• _Task brief_
The following data has a line with "#[serde(default)]" and a line with "to parse config". Write out exactly those lines and all the lines between them.

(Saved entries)
################

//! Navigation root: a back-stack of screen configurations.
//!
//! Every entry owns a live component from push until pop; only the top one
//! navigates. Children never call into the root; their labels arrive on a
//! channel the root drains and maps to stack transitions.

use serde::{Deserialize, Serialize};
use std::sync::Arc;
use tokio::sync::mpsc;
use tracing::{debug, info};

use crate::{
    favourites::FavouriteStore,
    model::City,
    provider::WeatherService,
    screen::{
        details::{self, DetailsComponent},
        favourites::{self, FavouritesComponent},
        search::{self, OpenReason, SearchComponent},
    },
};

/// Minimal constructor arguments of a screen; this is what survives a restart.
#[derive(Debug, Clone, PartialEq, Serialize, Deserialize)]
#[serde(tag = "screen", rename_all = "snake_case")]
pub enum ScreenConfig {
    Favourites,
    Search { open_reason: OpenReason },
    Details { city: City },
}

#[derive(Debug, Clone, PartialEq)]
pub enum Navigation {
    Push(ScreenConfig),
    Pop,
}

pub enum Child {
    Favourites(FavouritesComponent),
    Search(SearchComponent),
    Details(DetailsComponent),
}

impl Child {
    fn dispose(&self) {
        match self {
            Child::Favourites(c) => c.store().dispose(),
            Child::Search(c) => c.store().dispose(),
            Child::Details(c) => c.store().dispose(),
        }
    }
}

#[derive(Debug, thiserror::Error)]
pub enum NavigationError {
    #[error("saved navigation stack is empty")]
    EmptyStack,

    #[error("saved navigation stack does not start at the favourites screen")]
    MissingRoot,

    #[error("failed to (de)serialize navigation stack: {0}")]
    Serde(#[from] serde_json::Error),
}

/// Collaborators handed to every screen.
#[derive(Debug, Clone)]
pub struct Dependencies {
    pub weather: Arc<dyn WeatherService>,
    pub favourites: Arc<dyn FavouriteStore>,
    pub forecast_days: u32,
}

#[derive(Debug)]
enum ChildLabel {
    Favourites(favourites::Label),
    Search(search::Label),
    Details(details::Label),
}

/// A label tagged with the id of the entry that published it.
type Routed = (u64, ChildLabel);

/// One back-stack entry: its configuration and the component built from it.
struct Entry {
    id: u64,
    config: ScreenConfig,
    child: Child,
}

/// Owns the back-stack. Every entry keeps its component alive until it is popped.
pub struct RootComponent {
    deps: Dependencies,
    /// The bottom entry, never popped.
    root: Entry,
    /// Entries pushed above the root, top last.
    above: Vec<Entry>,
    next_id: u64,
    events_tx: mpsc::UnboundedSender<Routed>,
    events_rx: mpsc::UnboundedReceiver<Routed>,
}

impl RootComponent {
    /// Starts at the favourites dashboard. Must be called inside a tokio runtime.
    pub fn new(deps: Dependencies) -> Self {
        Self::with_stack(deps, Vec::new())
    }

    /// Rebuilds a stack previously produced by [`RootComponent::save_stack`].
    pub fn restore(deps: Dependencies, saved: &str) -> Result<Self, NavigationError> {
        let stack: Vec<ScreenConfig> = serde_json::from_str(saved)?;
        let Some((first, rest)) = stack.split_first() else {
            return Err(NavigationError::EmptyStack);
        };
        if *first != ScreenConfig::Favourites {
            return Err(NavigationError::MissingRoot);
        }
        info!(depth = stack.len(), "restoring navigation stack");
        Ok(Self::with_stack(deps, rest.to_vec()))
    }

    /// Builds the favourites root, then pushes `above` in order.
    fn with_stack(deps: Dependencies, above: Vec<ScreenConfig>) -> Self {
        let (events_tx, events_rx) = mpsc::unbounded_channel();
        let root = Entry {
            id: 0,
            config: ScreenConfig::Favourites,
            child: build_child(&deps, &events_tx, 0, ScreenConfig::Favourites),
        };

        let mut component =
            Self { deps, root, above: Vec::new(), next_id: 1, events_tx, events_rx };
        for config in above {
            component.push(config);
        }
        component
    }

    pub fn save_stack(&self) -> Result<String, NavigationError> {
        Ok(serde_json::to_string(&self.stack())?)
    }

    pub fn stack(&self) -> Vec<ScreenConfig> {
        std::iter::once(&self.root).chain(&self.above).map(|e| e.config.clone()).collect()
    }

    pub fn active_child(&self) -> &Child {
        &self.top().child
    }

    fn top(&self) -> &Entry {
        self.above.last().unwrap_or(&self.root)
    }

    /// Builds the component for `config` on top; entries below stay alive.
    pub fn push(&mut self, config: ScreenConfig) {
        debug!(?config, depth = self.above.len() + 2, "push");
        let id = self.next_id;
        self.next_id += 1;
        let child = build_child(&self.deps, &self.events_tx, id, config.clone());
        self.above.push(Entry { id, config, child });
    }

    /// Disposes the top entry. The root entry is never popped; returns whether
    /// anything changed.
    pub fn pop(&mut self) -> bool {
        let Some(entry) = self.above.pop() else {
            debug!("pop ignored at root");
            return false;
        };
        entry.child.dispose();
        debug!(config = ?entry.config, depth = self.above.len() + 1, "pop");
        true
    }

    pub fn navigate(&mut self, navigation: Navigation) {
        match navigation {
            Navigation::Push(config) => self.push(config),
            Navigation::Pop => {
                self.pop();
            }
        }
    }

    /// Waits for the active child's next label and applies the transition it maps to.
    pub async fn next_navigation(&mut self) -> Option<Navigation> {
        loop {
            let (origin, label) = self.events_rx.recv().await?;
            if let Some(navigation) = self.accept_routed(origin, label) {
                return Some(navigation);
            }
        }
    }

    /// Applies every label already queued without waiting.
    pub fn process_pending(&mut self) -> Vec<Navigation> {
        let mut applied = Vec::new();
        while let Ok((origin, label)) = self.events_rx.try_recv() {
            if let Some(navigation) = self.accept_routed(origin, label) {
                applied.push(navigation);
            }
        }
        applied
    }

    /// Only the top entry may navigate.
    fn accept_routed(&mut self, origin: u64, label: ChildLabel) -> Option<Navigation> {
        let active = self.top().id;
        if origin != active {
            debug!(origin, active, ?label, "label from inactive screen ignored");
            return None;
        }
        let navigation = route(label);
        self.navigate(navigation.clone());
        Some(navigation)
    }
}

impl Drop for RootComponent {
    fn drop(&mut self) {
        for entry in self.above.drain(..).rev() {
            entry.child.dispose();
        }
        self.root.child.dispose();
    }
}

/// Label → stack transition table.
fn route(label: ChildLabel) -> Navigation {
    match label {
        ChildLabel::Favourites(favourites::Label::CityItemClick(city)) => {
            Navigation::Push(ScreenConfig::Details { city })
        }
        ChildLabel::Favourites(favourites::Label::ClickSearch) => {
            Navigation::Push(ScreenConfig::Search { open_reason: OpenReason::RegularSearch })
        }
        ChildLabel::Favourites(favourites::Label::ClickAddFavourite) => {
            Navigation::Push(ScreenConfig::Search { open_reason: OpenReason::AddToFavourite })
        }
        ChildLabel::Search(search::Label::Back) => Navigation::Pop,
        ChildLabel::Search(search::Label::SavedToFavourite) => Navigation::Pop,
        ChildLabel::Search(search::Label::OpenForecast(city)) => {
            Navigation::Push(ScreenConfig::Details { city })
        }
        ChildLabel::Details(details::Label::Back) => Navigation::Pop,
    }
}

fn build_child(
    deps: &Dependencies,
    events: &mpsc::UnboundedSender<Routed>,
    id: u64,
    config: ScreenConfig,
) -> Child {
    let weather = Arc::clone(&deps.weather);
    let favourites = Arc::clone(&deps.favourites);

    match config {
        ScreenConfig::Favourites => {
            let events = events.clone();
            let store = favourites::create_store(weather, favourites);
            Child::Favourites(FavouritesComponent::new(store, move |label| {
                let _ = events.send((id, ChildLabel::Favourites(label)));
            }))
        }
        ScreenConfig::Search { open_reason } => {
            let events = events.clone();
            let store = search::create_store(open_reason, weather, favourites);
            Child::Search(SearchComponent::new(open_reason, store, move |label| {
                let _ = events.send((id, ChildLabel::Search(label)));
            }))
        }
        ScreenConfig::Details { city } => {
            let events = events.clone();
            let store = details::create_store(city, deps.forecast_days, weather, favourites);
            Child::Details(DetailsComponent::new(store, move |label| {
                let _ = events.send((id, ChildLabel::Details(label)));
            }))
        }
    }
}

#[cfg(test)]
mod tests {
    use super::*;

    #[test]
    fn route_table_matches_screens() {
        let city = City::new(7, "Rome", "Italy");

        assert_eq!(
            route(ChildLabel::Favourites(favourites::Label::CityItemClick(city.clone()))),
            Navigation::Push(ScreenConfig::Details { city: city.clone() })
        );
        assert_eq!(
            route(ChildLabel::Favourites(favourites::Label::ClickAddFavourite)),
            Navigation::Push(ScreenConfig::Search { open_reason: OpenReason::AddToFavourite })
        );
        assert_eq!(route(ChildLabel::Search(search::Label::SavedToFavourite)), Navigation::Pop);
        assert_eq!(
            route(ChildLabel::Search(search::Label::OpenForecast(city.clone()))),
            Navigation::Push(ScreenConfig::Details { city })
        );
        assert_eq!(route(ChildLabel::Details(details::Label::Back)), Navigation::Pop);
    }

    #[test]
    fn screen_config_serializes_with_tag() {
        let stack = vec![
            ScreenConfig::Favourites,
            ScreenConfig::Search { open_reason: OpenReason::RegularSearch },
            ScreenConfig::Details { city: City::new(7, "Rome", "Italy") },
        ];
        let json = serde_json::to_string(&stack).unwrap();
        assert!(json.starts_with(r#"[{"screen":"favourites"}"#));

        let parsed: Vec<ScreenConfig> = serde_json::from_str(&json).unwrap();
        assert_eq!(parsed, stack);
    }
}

################

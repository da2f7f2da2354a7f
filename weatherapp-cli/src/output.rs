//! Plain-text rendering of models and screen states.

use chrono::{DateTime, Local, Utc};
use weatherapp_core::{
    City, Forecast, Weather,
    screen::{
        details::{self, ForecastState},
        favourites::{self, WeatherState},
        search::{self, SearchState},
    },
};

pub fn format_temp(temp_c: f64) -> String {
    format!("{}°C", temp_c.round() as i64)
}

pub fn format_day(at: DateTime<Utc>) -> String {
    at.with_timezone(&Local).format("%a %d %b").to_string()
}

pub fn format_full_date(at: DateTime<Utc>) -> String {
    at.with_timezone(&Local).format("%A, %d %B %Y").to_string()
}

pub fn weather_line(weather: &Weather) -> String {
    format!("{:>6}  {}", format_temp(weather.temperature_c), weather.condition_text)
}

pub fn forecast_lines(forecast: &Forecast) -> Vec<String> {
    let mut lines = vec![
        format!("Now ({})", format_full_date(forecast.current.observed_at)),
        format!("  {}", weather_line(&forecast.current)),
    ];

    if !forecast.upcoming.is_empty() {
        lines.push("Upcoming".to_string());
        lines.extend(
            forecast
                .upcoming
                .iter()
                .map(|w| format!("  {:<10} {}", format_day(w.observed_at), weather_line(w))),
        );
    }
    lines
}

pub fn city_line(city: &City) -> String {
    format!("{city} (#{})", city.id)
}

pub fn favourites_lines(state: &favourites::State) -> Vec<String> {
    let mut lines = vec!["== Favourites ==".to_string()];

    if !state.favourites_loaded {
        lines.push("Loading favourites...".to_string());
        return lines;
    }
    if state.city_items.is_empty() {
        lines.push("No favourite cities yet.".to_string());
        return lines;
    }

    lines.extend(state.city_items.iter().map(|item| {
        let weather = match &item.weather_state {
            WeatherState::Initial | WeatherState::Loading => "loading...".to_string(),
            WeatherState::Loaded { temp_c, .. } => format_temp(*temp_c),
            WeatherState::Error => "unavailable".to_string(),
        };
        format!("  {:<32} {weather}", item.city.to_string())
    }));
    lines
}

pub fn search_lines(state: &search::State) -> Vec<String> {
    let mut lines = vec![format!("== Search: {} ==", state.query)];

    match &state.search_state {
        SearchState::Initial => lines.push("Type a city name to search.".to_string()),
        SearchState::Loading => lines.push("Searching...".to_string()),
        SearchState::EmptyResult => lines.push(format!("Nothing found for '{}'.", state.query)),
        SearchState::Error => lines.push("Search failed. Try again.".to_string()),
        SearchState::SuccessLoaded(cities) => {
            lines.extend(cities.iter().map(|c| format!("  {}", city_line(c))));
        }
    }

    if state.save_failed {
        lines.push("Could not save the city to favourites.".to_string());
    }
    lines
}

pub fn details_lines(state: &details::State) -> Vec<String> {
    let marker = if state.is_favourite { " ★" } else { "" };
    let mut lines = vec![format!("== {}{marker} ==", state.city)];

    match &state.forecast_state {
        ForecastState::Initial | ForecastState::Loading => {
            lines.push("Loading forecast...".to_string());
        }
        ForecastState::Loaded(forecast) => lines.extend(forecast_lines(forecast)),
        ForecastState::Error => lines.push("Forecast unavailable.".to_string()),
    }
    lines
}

################

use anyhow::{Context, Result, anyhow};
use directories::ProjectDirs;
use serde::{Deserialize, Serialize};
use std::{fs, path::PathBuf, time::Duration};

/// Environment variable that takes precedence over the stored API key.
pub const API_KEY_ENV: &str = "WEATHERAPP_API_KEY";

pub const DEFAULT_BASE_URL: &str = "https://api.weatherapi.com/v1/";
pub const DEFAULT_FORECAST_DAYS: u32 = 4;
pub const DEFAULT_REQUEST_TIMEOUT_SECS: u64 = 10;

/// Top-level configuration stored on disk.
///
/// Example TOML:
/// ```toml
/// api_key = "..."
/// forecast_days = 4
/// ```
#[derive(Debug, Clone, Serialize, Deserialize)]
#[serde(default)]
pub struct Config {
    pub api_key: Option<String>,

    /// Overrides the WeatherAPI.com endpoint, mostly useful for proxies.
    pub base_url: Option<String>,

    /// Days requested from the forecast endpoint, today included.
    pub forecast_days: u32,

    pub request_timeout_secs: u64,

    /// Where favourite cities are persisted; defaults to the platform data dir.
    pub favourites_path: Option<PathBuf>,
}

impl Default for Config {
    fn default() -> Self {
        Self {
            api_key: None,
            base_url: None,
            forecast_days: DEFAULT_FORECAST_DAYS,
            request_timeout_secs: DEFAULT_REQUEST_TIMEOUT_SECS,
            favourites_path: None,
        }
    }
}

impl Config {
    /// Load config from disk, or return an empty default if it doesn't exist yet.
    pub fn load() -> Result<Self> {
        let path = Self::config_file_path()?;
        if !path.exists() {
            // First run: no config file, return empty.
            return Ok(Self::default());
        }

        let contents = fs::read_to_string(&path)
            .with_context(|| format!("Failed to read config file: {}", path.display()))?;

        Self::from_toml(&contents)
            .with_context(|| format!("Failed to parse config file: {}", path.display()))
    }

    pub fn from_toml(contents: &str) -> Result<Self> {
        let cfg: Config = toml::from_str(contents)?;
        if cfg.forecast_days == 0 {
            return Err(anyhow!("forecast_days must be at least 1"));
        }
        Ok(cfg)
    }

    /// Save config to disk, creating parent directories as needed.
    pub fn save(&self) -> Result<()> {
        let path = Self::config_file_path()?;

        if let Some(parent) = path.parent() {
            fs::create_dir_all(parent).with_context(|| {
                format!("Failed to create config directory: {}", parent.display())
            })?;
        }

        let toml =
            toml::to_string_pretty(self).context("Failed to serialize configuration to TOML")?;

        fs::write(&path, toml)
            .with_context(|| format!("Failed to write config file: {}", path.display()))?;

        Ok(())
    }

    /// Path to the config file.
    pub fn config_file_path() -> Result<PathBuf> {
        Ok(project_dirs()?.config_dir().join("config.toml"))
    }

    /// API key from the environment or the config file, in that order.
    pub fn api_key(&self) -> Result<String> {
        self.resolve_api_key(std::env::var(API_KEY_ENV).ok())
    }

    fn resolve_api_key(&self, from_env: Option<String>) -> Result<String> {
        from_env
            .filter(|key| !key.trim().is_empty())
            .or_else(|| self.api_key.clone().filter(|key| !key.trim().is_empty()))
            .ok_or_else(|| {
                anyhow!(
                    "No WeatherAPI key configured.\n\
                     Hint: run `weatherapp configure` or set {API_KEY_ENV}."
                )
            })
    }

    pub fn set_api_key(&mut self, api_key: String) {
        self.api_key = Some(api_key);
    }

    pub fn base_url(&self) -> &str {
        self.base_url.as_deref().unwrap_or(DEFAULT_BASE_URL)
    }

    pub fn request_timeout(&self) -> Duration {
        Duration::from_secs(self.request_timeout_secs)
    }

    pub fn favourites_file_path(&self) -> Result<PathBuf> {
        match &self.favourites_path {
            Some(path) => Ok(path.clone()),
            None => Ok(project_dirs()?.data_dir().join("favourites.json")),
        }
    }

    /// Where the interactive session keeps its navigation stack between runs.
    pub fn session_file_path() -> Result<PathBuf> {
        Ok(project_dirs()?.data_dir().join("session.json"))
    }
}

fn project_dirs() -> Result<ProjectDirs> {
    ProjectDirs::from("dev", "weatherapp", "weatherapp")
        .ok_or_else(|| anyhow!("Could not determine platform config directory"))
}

################

• _Task response_
#[serde(default)]
pub struct Config {
    pub api_key: Option<String>,

    /// Overrides the WeatherAPI.com endpoint, mostly useful for proxies.
    pub base_url: Option<String>,

    /// Days requested from the forecast endpoint, today included.
    pub forecast_days: u32,

    pub request_timeout_secs: u64,

    /// Where favourite cities are persisted; defaults to the platform data dir.
    pub favourites_path: Option<PathBuf>,
}

impl Default for Config {
    fn default() -> Self {
        Self {
            api_key: None,
            base_url: None,
            forecast_days: DEFAULT_FORECAST_DAYS,
            request_timeout_secs: DEFAULT_REQUEST_TIMEOUT_SECS,
            favourites_path: None,
        }
    }
}

impl Config {
    /// Load config from disk, or return an empty default if it doesn't exist yet.
    pub fn load() -> Result<Self> {
        let path = Self::config_file_path()?;
        if !path.exists() {
            // First run: no config file, return empty.
            return Ok(Self::default());
        }

        let contents = fs::read_to_string(&path)
            .with_context(|| format!("Failed to read config file: {}", path.display()))?;

        Self::from_toml(&contents)
            .with_context(|| format!("Failed to parse config file: {}", path.display()))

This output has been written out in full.